Cedar City ~ Scientists have discovered rare fossilized handprints of a meat-eating dinosaur that 198 million years ago roamed the shores of a prehistoric lake in today's southwestern Utah.

As the dinosaur sat along the ancient shoreline, it pressed its hands on the muddy shoreline. Left for humans to discover is a pair that is one of the most pristine prints in the world, giving scientists a clearer understanding of how the meat-eater used its hands.

That's not all. The dinosaur also left an impression of its buttocks where it sat in the primordial ooze.

The impressions are not newly discovered. They were found in 2004 while the Dinosaur Track Site at Johnson Farm museum was being built in St. George.

But, after years of study, museum paleontologist Andrew Milner and two colleagues this week published - in the online journal PLOSONE (www.plosone.org) - what they learned about the rare handprints. The article was scheduled to appear today. "It is the only one [impression] of six in the world of a meat-eating dinosaur [sitting] to take a break, leaving clear impressions of its hands," said Milner.

Milner said the creature was a theropod, any of a number of bipedal meat-eating dinosaurs that also had arms and hands with clawed fingers used for snagging food.

The fossilized prints indicate the dinosaur could not turn the palms of its hands face down or face up like a human, but could bend them back against the arm similar to how a bird folds its wing.

Jerry Harris, who coauthored the paper, said being able to fold the hands against the arms evolved before feathery wings - and at a time earlier than the period normally associated with theropods.

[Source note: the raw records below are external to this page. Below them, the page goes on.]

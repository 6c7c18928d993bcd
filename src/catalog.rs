use std::collections::HashSet;

use include_dir::{include_dir, Dir};
use rand::seq::SliceRandom;
use serde::{Deserialize, Serialize};
use tracing::debug;

use crate::error::{Error, Result};

static CONTENT_DIR: Dir = include_dir!("$CARGO_MANIFEST_DIR/src/content");

#[derive(Debug, Clone, Copy, PartialEq, Eq, Serialize, Deserialize, strum_macros::Display)]
#[serde(rename_all = "lowercase")]
#[strum(serialize_all = "lowercase")]
pub enum Difficulty {
    Easy,
    Medium,
    Hard,
}

/// A single practice text
#[derive(Debug, Clone, Deserialize)]
pub struct Entry {
    pub id: String,
    pub title: String,
    pub difficulty: Difficulty,
    pub text: String,
    /// Entry to offer after this one, within the same category
    #[serde(default)]
    pub next: Option<String>,
}

#[derive(Debug, Clone, Deserialize)]
pub struct Category {
    pub id: String,
    pub title: String,
    #[serde(default)]
    pub description: String,
    pub entries: Vec<Entry>,
}

impl Category {
    pub fn entry(&self, id: &str) -> Option<&Entry> {
        self.entries.iter().find(|e| e.id == id)
    }
}

/// Immutable practice content, looked up by `(category, item)`
#[derive(Debug, Clone)]
pub struct Catalog {
    categories: Vec<Category>,
}

impl Catalog {
    /// Content compiled into the binary, one JSON file per category
    pub fn builtin() -> Result<Self> {
        let mut files: Vec<_> = CONTENT_DIR
            .files()
            .filter(|f| f.path().extension().is_some_and(|ext| ext == "json"))
            .collect();
        files.sort_by(|a, b| a.path().cmp(b.path()));

        let mut categories = Vec::with_capacity(files.len());
        for file in files {
            let name = file.path().display().to_string();
            let json = file.contents_utf8().ok_or_else(|| Error::InvalidCatalog {
                file: name.clone(),
                reason: "not valid UTF-8".to_string(),
            })?;
            categories.push(parse_category(&name, json)?);
        }

        let catalog = Self::from_categories(categories)?;
        debug!(categories = catalog.categories.len(), "loaded builtin catalog");
        Ok(catalog)
    }

    /// Validates ids are unique and every `next` points at a sibling entry
    pub fn from_categories(categories: Vec<Category>) -> Result<Self> {
        let mut seen_categories = HashSet::new();
        for category in &categories {
            if !seen_categories.insert(category.id.as_str()) {
                return Err(invalid(&category.id, "duplicate category id"));
            }
            if category.entries.is_empty() {
                return Err(invalid(&category.id, "category has no entries"));
            }

            let ids: HashSet<&str> = category.entries.iter().map(|e| e.id.as_str()).collect();
            if ids.len() != category.entries.len() {
                return Err(invalid(&category.id, "duplicate entry id"));
            }
            for entry in &category.entries {
                if entry.text.is_empty() {
                    return Err(invalid(&category.id, &format!("entry '{}' has no text", entry.id)));
                }
                if let Some(next) = &entry.next {
                    if !ids.contains(next.as_str()) {
                        return Err(invalid(
                            &category.id,
                            &format!("entry '{}' points at missing '{next}'", entry.id),
                        ));
                    }
                }
            }
        }
        Ok(Self { categories })
    }

    pub fn categories(&self) -> &[Category] {
        &self.categories
    }

    pub fn category(&self, id: &str) -> Result<&Category> {
        self.categories
            .iter()
            .find(|c| c.id == id)
            .ok_or_else(|| Error::UnknownCategory(id.to_string()))
    }

    pub fn lookup(&self, category: &str, item: &str) -> Result<&Entry> {
        self.category(category)?
            .entry(item)
            .ok_or_else(|| Error::UnknownItem {
                category: category.to_string(),
                item: item.to_string(),
            })
    }

    pub fn first_in(&self, category: &str) -> Result<&Entry> {
        let category = self.category(category)?;
        // from_categories rejects empty categories
        Ok(&category.entries[0])
    }

    pub fn random_in(&self, category: &str) -> Result<&Entry> {
        let category = self.category(category)?;
        category
            .entries
            .choose(&mut rand::thread_rng())
            .ok_or_else(|| Error::UnknownCategory(category.id.clone()))
    }

    /// The entry that follows `item`, if it declares one
    pub fn next_after(&self, category: &str, item: &str) -> Result<Option<&Entry>> {
        let current = self.lookup(category, item)?;
        match &current.next {
            Some(next) => self.lookup(category, next).map(Some),
            None => Ok(None),
        }
    }
}

fn parse_category(name: &str, json: &str) -> Result<Category> {
    serde_json::from_str(json).map_err(|e| invalid(name, &e.to_string()))
}

fn invalid(file: &str, reason: &str) -> Error {
    Error::InvalidCatalog {
        file: file.to_string(),
        reason: reason.to_string(),
    }
}

#[cfg(test)]
mod tests {
    use super::*;
    use assert_matches::assert_matches;

    fn entry(id: &str, next: Option<&str>) -> Entry {
        Entry {
            id: id.to_string(),
            title: id.to_uppercase(),
            difficulty: Difficulty::Easy,
            text: format!("text for {id}"),
            next: next.map(str::to_string),
        }
    }

    fn category(id: &str, entries: Vec<Entry>) -> Category {
        Category {
            id: id.to_string(),
            title: id.to_string(),
            description: String::new(),
            entries,
        }
    }

    #[test]
    fn test_builtin_catalog_loads() {
        let catalog = Catalog::builtin().unwrap();

        assert!(!catalog.categories().is_empty());
        for category in catalog.categories() {
            assert!(!category.entries.is_empty());
        }
    }

    #[test]
    fn test_builtin_tutor_levels_chain() {
        let catalog = Catalog::builtin().unwrap();

        let first = catalog.first_in("tutor").unwrap();
        let second = catalog.next_after("tutor", &first.id).unwrap().unwrap();
        assert_ne!(first.id, second.id);
    }

    #[test]
    fn test_builtin_code_keeps_newlines() {
        let catalog = Catalog::builtin().unwrap();
        let rust = catalog.category("rust").unwrap();

        assert!(rust.entries.iter().any(|e| e.text.contains('\n')));
    }

    #[test]
    fn test_lookup_errors() {
        let catalog = Catalog::from_categories(vec![category("a", vec![entry("x", None)])]).unwrap();

        assert_eq!(catalog.lookup("a", "x").unwrap().id, "x");
        assert_matches!(catalog.lookup("b", "x"), Err(Error::UnknownCategory(c)) if c == "b");
        assert_matches!(
            catalog.lookup("a", "y"),
            Err(Error::UnknownItem { category, item }) if category == "a" && item == "y"
        );
    }

    #[test]
    fn test_next_after() {
        let catalog = Catalog::from_categories(vec![category(
            "levels",
            vec![entry("one", Some("two")), entry("two", None)],
        )])
        .unwrap();

        assert_eq!(catalog.next_after("levels", "one").unwrap().unwrap().id, "two");
        assert!(catalog.next_after("levels", "two").unwrap().is_none());
    }

    #[test]
    fn test_rejects_dangling_next() {
        let result = Catalog::from_categories(vec![category("a", vec![entry("x", Some("nope"))])]);
        assert_matches!(result, Err(Error::InvalidCatalog { .. }));
    }

    #[test]
    fn test_rejects_duplicates_and_empty() {
        let dup_entries = vec![category("a", vec![entry("x", None), entry("x", None)])];
        assert_matches!(
            Catalog::from_categories(dup_entries),
            Err(Error::InvalidCatalog { .. })
        );

        let dup_categories = vec![
            category("a", vec![entry("x", None)]),
            category("a", vec![entry("y", None)]),
        ];
        assert_matches!(
            Catalog::from_categories(dup_categories),
            Err(Error::InvalidCatalog { .. })
        );

        assert_matches!(
            Catalog::from_categories(vec![category("a", vec![])]),
            Err(Error::InvalidCatalog { .. })
        );
    }

    #[test]
    fn test_random_in_stays_in_category() {
        let catalog = Catalog::from_categories(vec![category(
            "a",
            vec![entry("x", None), entry("y", None)],
        )])
        .unwrap();

        for _ in 0..10 {
            let picked = catalog.random_in("a").unwrap();
            assert!(picked.id == "x" || picked.id == "y");
        }
    }

    #[test]
    fn test_parse_category_reports_file() {
        let err = parse_category("broken.json", "{").unwrap_err();
        assert_matches!(err, Error::InvalidCatalog { file, .. } if file == "broken.json");
    }

    #[test]
    fn test_difficulty_labels() {
        assert_eq!(Difficulty::Medium.to_string(), "medium");
        let parsed: Difficulty = serde_json::from_str("\"hard\"").unwrap();
        assert_eq!(parsed, Difficulty::Hard);
    }
}
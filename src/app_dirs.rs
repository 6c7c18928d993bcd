use directories::ProjectDirs;
use std::path::PathBuf;

const APP_NAME: &str = "typeflow";

/// Centralized application directory resolution
pub struct AppDirs;

impl AppDirs {
    /// `$HOME/.local/state/typeflow`, falling back to the platform data dir
    pub fn state_dir() -> Option<PathBuf> {
        if let Ok(home) = std::env::var("HOME") {
            Some(
                PathBuf::from(home)
                    .join(".local")
                    .join("state")
                    .join(APP_NAME),
            )
        } else {
            ProjectDirs::from("", "", APP_NAME).map(|dirs| dirs.data_local_dir().to_path_buf())
        }
    }

    pub fn db_path() -> Option<PathBuf> {
        Self::state_dir().map(|dir| dir.join("history.db"))
    }

    pub fn log_path() -> Option<PathBuf> {
        Self::state_dir().map(|dir| dir.join("typeflow.log"))
    }

    pub fn config_path() -> PathBuf {
        match ProjectDirs::from("", "", APP_NAME) {
            Some(dirs) => dirs.config_dir().join("config.json"),
            None => PathBuf::from("typeflow_config.json"),
        }
    }
}

#[cfg(test)]
mod tests {
    use super::*;

    #[test]
    fn paths_share_the_state_dir() {
        if let (Some(state), Some(db), Some(log)) =
            (AppDirs::state_dir(), AppDirs::db_path(), AppDirs::log_path())
        {
            assert_eq!(db.parent(), Some(state.as_path()));
            assert_eq!(log.parent(), Some(state.as_path()));
        }
    }

    #[test]
    fn config_path_is_json() {
        let path = AppDirs::config_path();
        assert_eq!(path.extension().and_then(|e| e.to_str()), Some("json"));
    }
}
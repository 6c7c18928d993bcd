use std::fs::OpenOptions;
use std::path::Path;
use std::sync::Mutex;

use tracing_subscriber::EnvFilter;

/// Route `tracing` output to an append-only log file.
///
/// The terminal is owned by the UI, so nothing is written to stdout/stderr.
/// `RUST_LOG` overrides the default `info` level.
pub fn init_file_logging(path: &Path) -> crate::Result<()> {
    if let Some(parent) = path.parent() {
        std::fs::create_dir_all(parent)?;
    }
    let file = OpenOptions::new().create(true).append(true).open(path)?;

    let filter = EnvFilter::try_from_default_env().unwrap_or_else(|_| EnvFilter::new("info"));

    // a subscriber may already be installed (tests, repeated init)
    let _ = tracing_subscriber::fmt()
        .with_env_filter(filter)
        .with_ansi(false)
        .with_writer(Mutex::new(file))
        .try_init();

    Ok(())
}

Martin Lockley, another coauthor and director of Dinosaur Tracks Museum at the University of Colorado (Denver), said there have been other reports of theropod handprints, but they were indistinguishable blobs or made with palms facing down.

"These clearly cannot have been made by theropods that had restricted arm mobility, and must have been made by other kinds of animals - maybe more-primitive dinosaurs," said Lockley. "This discovery helps us rewrite this piece of our understanding of dinosaur evolution."

Milner said that replicas of the prints can be seen at the museum in St. George, and a boardwalk for visitors to view the actual prints is in the works.

Harris said the prints help solidify the reputation of the museum as one of the premier dinosaur track sites in the world.

"And it's within the city limits," said Harris. "Most people think you have to drive seven hours in the blazing sun and hike four hours to get to a site, but not here."